-- Problem statement --
Everything in the records below should be set down again, word for word.

-- Recorded information --

§

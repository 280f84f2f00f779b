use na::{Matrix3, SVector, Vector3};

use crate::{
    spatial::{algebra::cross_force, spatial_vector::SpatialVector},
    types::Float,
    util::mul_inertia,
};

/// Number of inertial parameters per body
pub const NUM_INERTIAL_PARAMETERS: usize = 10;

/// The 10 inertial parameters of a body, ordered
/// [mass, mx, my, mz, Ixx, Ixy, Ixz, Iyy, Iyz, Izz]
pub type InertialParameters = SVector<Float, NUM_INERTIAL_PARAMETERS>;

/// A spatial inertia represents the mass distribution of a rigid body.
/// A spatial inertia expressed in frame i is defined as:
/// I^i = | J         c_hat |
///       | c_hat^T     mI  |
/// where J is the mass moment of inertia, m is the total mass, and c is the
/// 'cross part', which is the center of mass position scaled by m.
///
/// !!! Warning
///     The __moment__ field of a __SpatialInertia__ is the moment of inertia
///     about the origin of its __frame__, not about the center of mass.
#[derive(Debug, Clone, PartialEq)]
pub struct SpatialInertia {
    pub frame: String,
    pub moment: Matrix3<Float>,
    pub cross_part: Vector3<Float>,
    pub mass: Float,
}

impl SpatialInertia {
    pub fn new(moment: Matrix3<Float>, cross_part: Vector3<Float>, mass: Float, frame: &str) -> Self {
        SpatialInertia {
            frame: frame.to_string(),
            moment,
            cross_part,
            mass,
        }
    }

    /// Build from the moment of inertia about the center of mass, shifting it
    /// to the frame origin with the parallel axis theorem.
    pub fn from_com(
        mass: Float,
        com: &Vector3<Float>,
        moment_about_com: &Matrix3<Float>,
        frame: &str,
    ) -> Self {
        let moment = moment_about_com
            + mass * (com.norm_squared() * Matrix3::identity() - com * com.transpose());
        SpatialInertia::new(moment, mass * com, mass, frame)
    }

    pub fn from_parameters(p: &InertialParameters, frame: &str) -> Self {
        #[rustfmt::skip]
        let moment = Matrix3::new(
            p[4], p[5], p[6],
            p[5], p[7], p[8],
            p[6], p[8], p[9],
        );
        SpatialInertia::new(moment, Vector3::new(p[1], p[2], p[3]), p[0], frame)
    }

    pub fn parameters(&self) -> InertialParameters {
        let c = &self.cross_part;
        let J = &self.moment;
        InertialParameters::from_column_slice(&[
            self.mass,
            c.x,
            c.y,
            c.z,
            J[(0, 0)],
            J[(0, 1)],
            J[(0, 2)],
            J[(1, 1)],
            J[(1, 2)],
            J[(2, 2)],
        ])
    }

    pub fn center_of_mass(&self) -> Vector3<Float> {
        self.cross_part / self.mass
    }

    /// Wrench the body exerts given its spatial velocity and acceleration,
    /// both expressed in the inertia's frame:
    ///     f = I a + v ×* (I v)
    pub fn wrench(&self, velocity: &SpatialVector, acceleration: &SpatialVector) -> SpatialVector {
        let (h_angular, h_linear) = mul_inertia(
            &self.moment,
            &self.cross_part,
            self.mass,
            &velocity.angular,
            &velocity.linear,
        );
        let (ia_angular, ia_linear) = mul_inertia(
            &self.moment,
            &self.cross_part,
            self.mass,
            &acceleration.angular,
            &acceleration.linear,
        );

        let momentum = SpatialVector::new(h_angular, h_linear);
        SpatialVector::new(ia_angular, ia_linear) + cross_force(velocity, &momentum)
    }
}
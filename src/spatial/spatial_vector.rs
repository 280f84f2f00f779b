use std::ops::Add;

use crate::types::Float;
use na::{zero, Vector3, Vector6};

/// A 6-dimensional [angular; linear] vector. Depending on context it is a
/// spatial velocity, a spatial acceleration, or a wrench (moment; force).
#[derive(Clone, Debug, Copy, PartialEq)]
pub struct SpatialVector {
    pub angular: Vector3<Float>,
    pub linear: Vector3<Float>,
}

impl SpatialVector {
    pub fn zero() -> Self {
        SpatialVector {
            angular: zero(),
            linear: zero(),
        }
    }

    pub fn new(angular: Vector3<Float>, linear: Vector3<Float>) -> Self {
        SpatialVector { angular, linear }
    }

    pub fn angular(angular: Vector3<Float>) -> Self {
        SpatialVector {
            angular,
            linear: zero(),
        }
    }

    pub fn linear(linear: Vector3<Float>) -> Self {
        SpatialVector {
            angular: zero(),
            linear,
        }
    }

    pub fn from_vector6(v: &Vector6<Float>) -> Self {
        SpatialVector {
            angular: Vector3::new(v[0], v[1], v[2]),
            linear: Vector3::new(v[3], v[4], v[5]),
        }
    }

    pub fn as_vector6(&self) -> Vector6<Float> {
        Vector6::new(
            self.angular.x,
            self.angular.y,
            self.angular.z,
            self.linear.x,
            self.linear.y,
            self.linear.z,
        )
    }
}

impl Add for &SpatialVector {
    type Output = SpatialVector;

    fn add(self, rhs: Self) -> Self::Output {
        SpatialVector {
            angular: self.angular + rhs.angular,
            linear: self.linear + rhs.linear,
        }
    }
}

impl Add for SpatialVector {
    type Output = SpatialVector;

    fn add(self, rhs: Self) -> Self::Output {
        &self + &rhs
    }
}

§

-- Expected answer --
repository 280f84f2f00f779b
use na::{Matrix3, SVector, Vector3};

use crate::{
    spatial::{algebra::cross_force, spatial_vector::SpatialVector},
    types::Float,
    util::mul_inertia,
};

/// Number of inertial parameters per body
pub const NUM_INERTIAL_PARAMETERS: usize = 10;

/// The 10 inertial parameters of a body, ordered
/// [mass, mx, my, mz, Ixx, Ixy, Ixz, Iyy, Iyz, Izz]
pub type InertialParameters = SVector<Float, NUM_INERTIAL_PARAMETERS>;

/// A spatial inertia represents the mass distribution of a rigid body.
/// A spatial inertia expressed in frame i is defined as:
/// I^i = | J         c_hat |
///       | c_hat^T     mI  |
/// where J is the mass moment of inertia, m is the total mass, and c is the
/// 'cross part', which is the center of mass position scaled by m.
///
/// !!! Warning
///     The __moment__ field of a __SpatialInertia__ is the moment of inertia
///     about the origin of its __frame__, not about the center of mass.
#[derive(Debug, Clone, PartialEq)]
pub struct SpatialInertia {
    pub frame: String,
    pub moment: Matrix3<Float>,
    pub cross_part: Vector3<Float>,
    pub mass: Float,
}

impl SpatialInertia {
    pub fn new(moment: Matrix3<Float>, cross_part: Vector3<Float>, mass: Float, frame: &str) -> Self {
        SpatialInertia {
            frame: frame.to_string(),
            moment,
            cross_part,
            mass,
        }
    }

    /// Build from the moment of inertia about the center of mass, shifting it
    /// to the frame origin with the parallel axis theorem.
    pub fn from_com(
        mass: Float,
        com: &Vector3<Float>,
        moment_about_com: &Matrix3<Float>,
        frame: &str,
    ) -> Self {
        let moment = moment_about_com
            + mass * (com.norm_squared() * Matrix3::identity() - com * com.transpose());
        SpatialInertia::new(moment, mass * com, mass, frame)
    }

    pub fn from_parameters(p: &InertialParameters, frame: &str) -> Self {
        #[rustfmt::skip]
        let moment = Matrix3::new(
            p[4], p[5], p[6],
            p[5], p[7], p[8],
            p[6], p[8], p[9],
        );
        SpatialInertia::new(moment, Vector3::new(p[1], p[2], p[3]), p[0], frame)
    }

    pub fn parameters(&self) -> InertialParameters {
        let c = &self.cross_part;
        let J = &self.moment;
        InertialParameters::from_column_slice(&[
            self.mass,
            c.x,
            c.y,
            c.z,
            J[(0, 0)],
            J[(0, 1)],
            J[(0, 2)],
            J[(1, 1)],
            J[(1, 2)],
            J[(2, 2)],
        ])
    }

    pub fn center_of_mass(&self) -> Vector3<Float> {
        self.cross_part / self.mass
    }

    /// Wrench the body exerts given its spatial velocity and acceleration,
    /// both expressed in the inertia's frame:
    ///     f = I a + v ×* (I v)
    pub fn wrench(&self, velocity: &SpatialVector, acceleration: &SpatialVector) -> SpatialVector {
        let (h_angular, h_linear) = mul_inertia(
            &self.moment,
            &self.cross_part,
            self.mass,
            &velocity.angular,
            &velocity.linear,
        );
        let (ia_angular, ia_linear) = mul_inertia(
            &self.moment,
            &self.cross_part,
            self.mass,
            &acceleration.angular,
            &acceleration.linear,
        );

        let momentum = SpatialVector::new(h_angular, h_linear);
        SpatialVector::new(ia_angular, ia_linear) + cross_force(velocity, &momentum)
    }
}
filename src/spatial/spatial_vector.rs
repository 280f84f2f00f779b
use std::ops::Add;

use crate::types::Float;
use na::{zero, Vector3, Vector6};

/// A 6-dimensional [angular; linear] vector. Depending on context it is a
/// spatial velocity, a spatial acceleration, or a wrench (moment; force).
#[derive(Clone, Debug, Copy, PartialEq)]
pub struct SpatialVector {
    pub angular: Vector3<Float>,
    pub linear: Vector3<Float>,
}

impl SpatialVector {
    pub fn zero() -> Self {
        SpatialVector {
            angular: zero(),
            linear: zero(),
        }
    }

    pub fn new(angular: Vector3<Float>, linear: Vector3<Float>) -> Self {
        SpatialVector { angular, linear }
    }

    pub fn angular(angular: Vector3<Float>) -> Self {
        SpatialVector {
            angular,
            linear: zero(),
        }
    }

    pub fn linear(linear: Vector3<Float>) -> Self {
        SpatialVector {
            angular: zero(),
            linear,
        }
    }

    pub fn from_vector6(v: &Vector6<Float>) -> Self {
        SpatialVector {
            angular: Vector3::new(v[0], v[1], v[2]),
            linear: Vector3::new(v[3], v[4], v[5]),
        }
    }

    pub fn as_vector6(&self) -> Vector6<Float> {
        Vector6::new(
            self.angular.x,
            self.angular.y,
            self.angular.z,
            self.linear.x,
            self.linear.y,
            self.linear.z,
        )
    }
}

impl Add for &SpatialVector {
    type Output = SpatialVector;

    fn add(self, rhs: Self) -> Self::Output {
        SpatialVector {
            angular: self.angular + rhs.angular,
            linear: self.linear + rhs.linear,
        }
    }
}

impl Add for SpatialVector {
    type Output = SpatialVector;

    fn add(self, rhs: Self) -> Self::Output {
        &self + &rhs
    }
}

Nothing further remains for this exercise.